— What to do —
From the records that follow, copy every line in which "reliable" appears.

Stored records
BEGIN
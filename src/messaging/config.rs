use std::time::Duration;

use anyhow::bail;

pub struct ChannelConfig {
    /// The interval at which all unacknowledged reliable messages are re-sent. There is no
    ///  backoff and no limit on the number of retries: a message is re-sent until it is
    ///  acknowledged or explicitly dropped.
    pub resend_interval: Duration,

    /// The timeout for requests that are issued without an explicit timeout
    pub default_request_timeout: Duration,

    /// This is the maximum size of a datagram (including the envelope) that is sent or
    ///  accepted. There is no fragmentation, so a message must fit into a single datagram.
    ///
    /// With full Ethernet frames and no optional IP headers, the UDP payload is
    ///  `1500 - 20 - 8 = 1472` for IPV4 and `1500 - 40 - 8 = 1452` for IPV6. Choosing this value
    ///  too big causes datagrams to be fragmented at the IP level or dropped altogether.
    pub max_datagram_size: usize,

    /// If set, a reliable message that was already accepted is acknowledged again when it is
    ///  received a second time (it is still not dispatched a second time). This stops the
    ///  peer's retransmission of a message whose ACK was lost.
    ///
    /// Without this, only the next expected message triggers an ACK, and the loss of an ACK
    ///  causes the peer to re-send the message until its pending entry is dropped.
    pub reack_duplicates: bool,
}

impl Default for ChannelConfig {
    fn default() -> Self {
        ChannelConfig {
            resend_interval: Duration::from_millis(64),
            default_request_timeout: Duration::from_secs(5),
            max_datagram_size: 1472,
            reack_duplicates: false,
        }
    }
}

impl ChannelConfig {
    pub const MIN_DATAGRAM_SIZE: usize = 64;

    pub fn validate(&self) -> anyhow::Result<()> {
        if self.resend_interval.is_zero() {
            bail!("resend interval must not be zero");
        }
        if self.default_request_timeout.is_zero() {
            bail!("default request timeout must not be zero");
        }
        if self.max_datagram_size < Self::MIN_DATAGRAM_SIZE {
            bail!("max datagram size must be at least {} bytes, was {}", Self::MIN_DATAGRAM_SIZE, self.max_datagram_size);
        }
        Ok(())
    }
}

#[cfg(test)]
mod tests {
    use rstest::rstest;

    use super::*;

    #[test]
    fn test_default_is_valid() {
        let config = ChannelConfig::default();
        assert!(config.validate().is_ok());
        assert_eq!(config.resend_interval, Duration::from_millis(64));
    }

    #[rstest]
    #[case::zero_resend_interval(ChannelConfig { resend_interval: Duration::ZERO, ..Default::default() })]
    #[case::zero_request_timeout(ChannelConfig { default_request_timeout: Duration::ZERO, ..Default::default() })]
    #[case::tiny_datagrams(ChannelConfig { max_datagram_size: 63, ..Default::default() })]
    fn test_validate_invalid(#[case] config: ChannelConfig) {
        assert!(config.validate().is_err());
    }
}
END
— Written solution —
    /// The interval at which all unacknowledged reliable messages are re-sent. There is no
    /// If set, a reliable message that was already accepted is acknowledged again when it is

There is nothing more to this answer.